Knowles was honoured with a commemorative plaque, awarded by the Irish National Committee for Science and Engineering plaques, in October 2014 to mark 150 years since her birth.

==List of publications==
- Knowles MC. (1897). "Flowering Plants of County Tyrone"
- National Museum of Ireland (1910). "Hand List of Irish Flowering Plants and Ferns"
- Knowles MC. (1914). "Maritime and Marine Lichens of Howth Head, Ireland"
- Knowles MC. (1913). "The Maritime and Marine Lichens of Howth"
- Smith AL, Knowles MC. (1926). "Lichens of the Dublin Foray"
- Knowles MC. (1929). "The lichens of Ireland"

==Eponymous taxa==
Several lichen species have been named in honour of Knowles, including:

- Lecidea matildae H.Magn. (1956)
- Pestalotia matildae Richatt (1953)
- Verrucaria knowlesiae P.M.McCarthy (1988)
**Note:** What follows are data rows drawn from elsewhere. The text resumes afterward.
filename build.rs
fn main() {
    built::write_built_file().expect("Failed to acquire build-time information");
}
use crate::app_lib::theme::Theme;
use crate::components::{Alert, AlertKind, AlreadySignedInPanel, AppShell, Button, Spinner};
use crate::features::auth::{client, state::use_auth};
use leptos::ev::SubmitEvent;
use leptos::prelude::*;
use leptos_router::{components::A, hooks::use_navigate};
use loan_core::{
    SessionStore,
    routes::paths,
    session::{AuthError, Registration},
};

/// Centered card shared by the login and register forms.
#[component]
pub(super) fn AuthCard(
    title: &'static str,
    subtitle: &'static str,
    children: Children,
) -> impl IntoView {
    view! {
        <div class="max-w-md mx-auto">
            <div class=Theme::CARD>
                <h1 class=Theme::PAGE_TITLE>{title}</h1>
                <p class=format!("{} mb-6", Theme::PAGE_SUBTITLE)>{subtitle}</p>
                {children()}
            </div>
        </div>
    }
}

#[component]
pub fn RegisterPage() -> impl IntoView {
    let auth = use_auth();

    view! {
        <AppShell>
            <Show when=move || !auth.is_authenticated.get() fallback=|| view! { <AlreadySignedInPanel /> }>
                <RegisterForm />
            </Show>
        </AppShell>
    }
}

#[component]
fn RegisterForm() -> impl IntoView {
    let auth = use_auth();
    let navigate = use_navigate();
    let form = RwSignal::new(Registration::default());
    let (error, set_error) = signal::<Option<AuthError>>(None);

    let register_action = Action::new_local(move |registration: &Registration| {
        let registration = registration.clone();
        async move { client::register(&registration).await }
    });

    Effect::new(move |_| {
        if let Some(result) = register_action.value().get() {
            match result {
                Ok(user) => {
                    auth.sign_in(user);
                    navigate(paths::DASHBOARD, Default::default());
                }
                Err(err) => set_error.set(Some(err)),
            }
        }
    });

    let on_submit = move |event: SubmitEvent| {
        event.prevent_default();
        set_error.set(None);

        let registration = form.get_untracked();
        if let Err(err) = registration.validate() {
            set_error.set(Some(err));
            return;
        }

        register_action.dispatch(registration);
    };

    view! {
        <AuthCard title="Create an account" subtitle="Start financing your child's education">
            <form class="space-y-5" on:submit=on_submit>
                <div>
                    <label class=Theme::LABEL for="name">
                        "Full name"
                    </label>
                    <input
                        id="name"
                        type="text"
                        class=Theme::INPUT
                        autocomplete="name"
                        placeholder="John Doe"
                        required
                        on:input=move |event| {
                            form.update(|form| form.name = event_target_value(&event))
                        }
                    />
                </div>
                <div>
                    <label class=Theme::LABEL for="email">
                        "Email"
                    </label>
                    <input
                        id="email"
                        type="email"
                        class=Theme::INPUT
                        autocomplete="email"
                        placeholder="name@example.com"
                        required
                        on:input=move |event| {
                            form.update(|form| form.email = event_target_value(&event))
                        }
                    />
                </div>
                <div>
                    <label class=Theme::LABEL for="password">
                        "Password"
                    </label>
                    <input
                        id="password"
                        type="password"
                        class=Theme::INPUT
                        autocomplete="new-password"
                        required
                        on:input=move |event| {
                            form.update(|form| form.password = event_target_value(&event))
                        }
                    />
                </div>
                <div>
                    <label class=Theme::LABEL for="confirm-password">
                        "Confirm password"
                    </label>
                    <input
                        id="confirm-password"
                        type="password"
                        class=Theme::INPUT
                        autocomplete="new-password"
                        required
                        on:input=move |event| {
                            form.update(|form| form.confirm_password = event_target_value(&event))
                        }
                    />
                </div>
                <Button button_type="submit" disabled=register_action.pending()>
                    "Create Account"
                </Button>
                {move || {
                    register_action
                        .pending()
                        .get()
                        .then_some(view! { <div><Spinner label="Creating your account..." /></div> })
                }}
                {move || {
                    error
                        .get()
                        .map(|err| {
                            view! {
                                <Alert
                                    kind=AlertKind::Error
                                    title="Registration failed"
                                    message=err.to_string()
                                />
                            }
                        })
                }}
                <p class="text-sm text-gray-500 dark:text-gray-400">
                    "Already have an account? "
                    <A href=paths::LOGIN {..} class=Theme::LINK>
                        "Sign in"
                    </A>
                </p>
            </form>
        </AuthCard>
    }
}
However, *Acarospora knowlesii C.W.Dodge (1968) is named for geologist Paul H. Knowles of the U.S. Antarctic service, who collected the type specimen in 1940 (note the masculine ending), and *Meliola knowltoniae Doidge (1924) and *Septoria knowltoniae Verwoerd & Dippen. (1930) are so called because they were described from specimens found growing on the South African plant Knowltonia vesicatoria.